Mobile malware becomes a good money making industry

Security company Lookout released its State of Mobile Security Report 2012 which describes the issues that individuals experienced on mobile phone devices this year and examines the popular styles in mobile risks.

Mobile malware turns into a moneymaking industry. Thanks to its global ubiquity as a phone payment mechanism, premium text billing is the most used method used by malware coders to commit financial hoaxes on mobiles. This class of malware, said “Toll Fraud,” has become the most predominant type of malware in the last year. If we take into consideration that only Toll Fraud malware version, FakeInst, accounted for 82 percent of Lookout user detections in June 2012 is estimated to have successfully taken millions of dollars from phone users in Russia, the Middle East, and parts of Europe.

Mobile privacy is a growing issue. Privacy is one of the biggest issues people face on mobile devices. In 2012, a significant portion of privacy problems arose from aggressive advertising techniques, including pushing out-of-app ads and accessing personally identifiable information without user notification. Lookout estimates that five percent of Android applications include these aggressive ad networks and these apps have been downloaded more than 80 million times.

Geography and user behavior are main drivers for encountering threats. People in Russia, Ukraine and China have a greater likelihood of seeing malware than elsewhere. User behavior is the other leading factor; people who download apps outside of a trusted source, like Google Play, have a greater chance of stumble into malware.

Visiting unsafe links from a mobile device is one of the most common ways people encounter mobile threats. Web-based threats like phishing are often able to target both traditional PC users and mobile users equally, making these schemes easy for malware writers to produce and replicate. Lookout’s detected that four out of ten mobile users click on an unsafe link over the course of a year.

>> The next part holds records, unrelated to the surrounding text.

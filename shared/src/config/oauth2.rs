//! OAuth2 provider configuration
//!
//! Provider-wide defaults can be overridden per realm, and clients may be
//! registered statically for deployments without a client database.

use serde::{Deserialize, Serialize};
use std::collections::HashMap;

use super::ConfigError;

/// Realm name used when a request does not name one
pub const ROOT_REALM: &str = "/";

/// OAuth2 provider settings
#[derive(Debug, Clone, Deserialize, Serialize)]
pub struct OAuth2ProviderConfig {
    /// Issue a new refresh token (and delete the old one) on every refresh
    #[serde(default = "default_rotation")]
    pub issue_refresh_tokens_on_refreshing: bool,

    /// Access token lifetime in seconds
    #[serde(default = "default_access_token_lifetime")]
    pub access_token_lifetime_seconds: i64,

    /// Refresh token lifetime in seconds
    #[serde(default = "default_refresh_token_lifetime")]
    pub refresh_token_lifetime_seconds: i64,

    /// Externally visible base URL of this deployment
    #[serde(default = "default_base_url")]
    pub base_url: String,

    /// Path of the token endpoint, relative to `base_url`
    #[serde(default = "default_token_endpoint_path")]
    pub token_endpoint_path: String,

    /// Per-realm overrides keyed by realm name
    #[serde(default)]
    pub realms: HashMap<String, RealmOverride>,

    /// Statically registered clients
    #[serde(default)]
    pub clients: Vec<ClientConfig>,
}

/// Optional per-realm overrides of the provider defaults
#[derive(Debug, Clone, Default, Deserialize, Serialize)]
pub struct RealmOverride {
    #[serde(default)]
    pub issue_refresh_tokens_on_refreshing: Option<bool>,
    #[serde(default)]
    pub access_token_lifetime_seconds: Option<i64>,
    #[serde(default)]
    pub refresh_token_lifetime_seconds: Option<i64>,
}

/// Effective provider settings for one realm
#[derive(Debug, Clone, PartialEq, Eq)]
pub struct RealmProviderConfig {
    pub realm: String,
    pub issue_refresh_tokens_on_refreshing: bool,
    pub access_token_lifetime_seconds: i64,
    pub refresh_token_lifetime_seconds: i64,
}

/// A statically registered OAuth2 client
#[derive(Debug, Clone, Deserialize, Serialize)]
pub struct ClientConfig {
    pub client_id: String,

    /// Hex-encoded SHA-256 of the client secret
    pub client_secret_sha256: String,

    #[serde(default = "default_realm")]
    pub realm: String,

    /// Scopes the client may request; empty allows any scope of the grant
    #[serde(default)]
    pub allowed_scopes: Vec<String>,
}

impl Default for OAuth2ProviderConfig {
    fn default() -> Self {
        Self {
            issue_refresh_tokens_on_refreshing: default_rotation(),
            access_token_lifetime_seconds: default_access_token_lifetime(),
            refresh_token_lifetime_seconds: default_refresh_token_lifetime(),
            base_url: default_base_url(),
            token_endpoint_path: default_token_endpoint_path(),
            realms: HashMap::new(),
            clients: Vec::new(),
        }
    }
}

impl OAuth2ProviderConfig {
    /// Resolve the provider settings for a realm, applying any override
    pub fn for_realm(&self, realm: &str) -> RealmProviderConfig {
        let overrides = self.realms.get(realm).cloned().unwrap_or_default();
        RealmProviderConfig {
            realm: realm.to_string(),
            issue_refresh_tokens_on_refreshing: overrides
                .issue_refresh_tokens_on_refreshing
                .unwrap_or(self.issue_refresh_tokens_on_refreshing),
            access_token_lifetime_seconds: overrides
                .access_token_lifetime_seconds
                .unwrap_or(self.access_token_lifetime_seconds),
            refresh_token_lifetime_seconds: overrides
                .refresh_token_lifetime_seconds
                .unwrap_or(self.refresh_token_lifetime_seconds),
        }
    }

    /// Absolute token endpoint URL for a realm
    pub fn token_endpoint(&self, realm: &str) -> String {
        let base = self.base_url.trim_end_matches('/');
        let path = self.token_endpoint_path.trim_start_matches('/');
        if realm == ROOT_REALM || realm.is_empty() {
            format!("{}/{}", base, path)
        } else {
            format!("{}/{}?realm={}", base, path, realm)
        }
    }

    pub fn validate(&self) -> Result<(), ConfigError> {
        if self.access_token_lifetime_seconds <= 0 {
            return Err(ConfigError::invalid(
                "oauth2.access_token_lifetime_seconds must be positive",
            ));
        }
        if self.refresh_token_lifetime_seconds <= 0 {
            return Err(ConfigError::invalid(
                "oauth2.refresh_token_lifetime_seconds must be positive",
            ));
        }
        for (realm, overrides) in &self.realms {
            let bad_access = overrides.access_token_lifetime_seconds.is_some_and(|s| s <= 0);
            let bad_refresh = overrides.refresh_token_lifetime_seconds.is_some_and(|s| s <= 0);
            if bad_access || bad_refresh {
                return Err(ConfigError::invalid(format!(
                    "oauth2.realms.{} lifetimes must be positive",
                    realm
                )));
            }
        }
        if let Some(client) = self.clients.iter().find(|c| c.client_id.is_empty()) {
            return Err(ConfigError::invalid(format!(
                "oauth2 client in realm {} has an empty client_id",
                client.realm
            )));
        }
        Ok(())
    }
}

fn default_rotation() -> bool {
    true
}

fn default_access_token_lifetime() -> i64 {
    3600
}

fn default_refresh_token_lifetime() -> i64 {
    604_800
}

fn default_base_url() -> String {
    String::from("http://localhost:8080")
}

fn default_token_endpoint_path() -> String {
    String::from("/oauth2/access_token")
}

fn default_realm() -> String {
    ROOT_REALM.to_string()
}

#[cfg(test)]
mod tests {
    use super::*;

    #[test]
    fn test_realm_override_applies() {
        let mut config = OAuth2ProviderConfig::default();
        config.realms.insert(
            "/customers".to_string(),
            RealmOverride {
                issue_refresh_tokens_on_refreshing: Some(false),
                access_token_lifetime_seconds: Some(600),
                refresh_token_lifetime_seconds: None,
            },
        );

        let customers = config.for_realm("/customers");
        assert!(!customers.issue_refresh_tokens_on_refreshing);
        assert_eq!(customers.access_token_lifetime_seconds, 600);
        assert_eq!(customers.refresh_token_lifetime_seconds, 604_800);

        let root = config.for_realm(ROOT_REALM);
        assert!(root.issue_refresh_tokens_on_refreshing);
        assert_eq!(root.access_token_lifetime_seconds, 3600);
    }

    #[test]
    fn test_token_endpoint() {
        let config = OAuth2ProviderConfig {
            base_url: "https://auth.example.com/".to_string(),
            ..Default::default()
        };
        assert_eq!(
            config.token_endpoint("/"),
            "https://auth.example.com/oauth2/access_token"
        );
        assert_eq!(
            config.token_endpoint("/staff"),
            "https://auth.example.com/oauth2/access_token?realm=/staff"
        );
    }

    #[test]
    fn test_negative_lifetime_rejected() {
        let mut config = OAuth2ProviderConfig::default();
        config.realms.insert(
            "/bad".to_string(),
            RealmOverride {
                refresh_token_lifetime_seconds: Some(-1),
                ..Default::default()
            },
        );
        assert!(config.validate().is_err());
    }
}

Gaming the app ecosystem. Lookout observed malware designed to enable shady app promoters to conduct download fraud. These malware families primarily affected users in China. In the past year, Lookout discovered malware capable of automatically downloading apps from alternative app market sources without the user’s knowledge, rooting the phone to download additional apps without warning, or installing third-party app stores.

“Trust is one of the most important factors influencing whether people will continue to use mobile devices to their full potential,” said Kevin Mahaffey, CTO of Lookout. “As smartphones and tablets have come to house our personal data, access financial information, and power practically all of our communications, there are more incentives for attackers to strike. Our mission is to identify and solve emerging threats so people around the world can continue to trust their mobile devices.”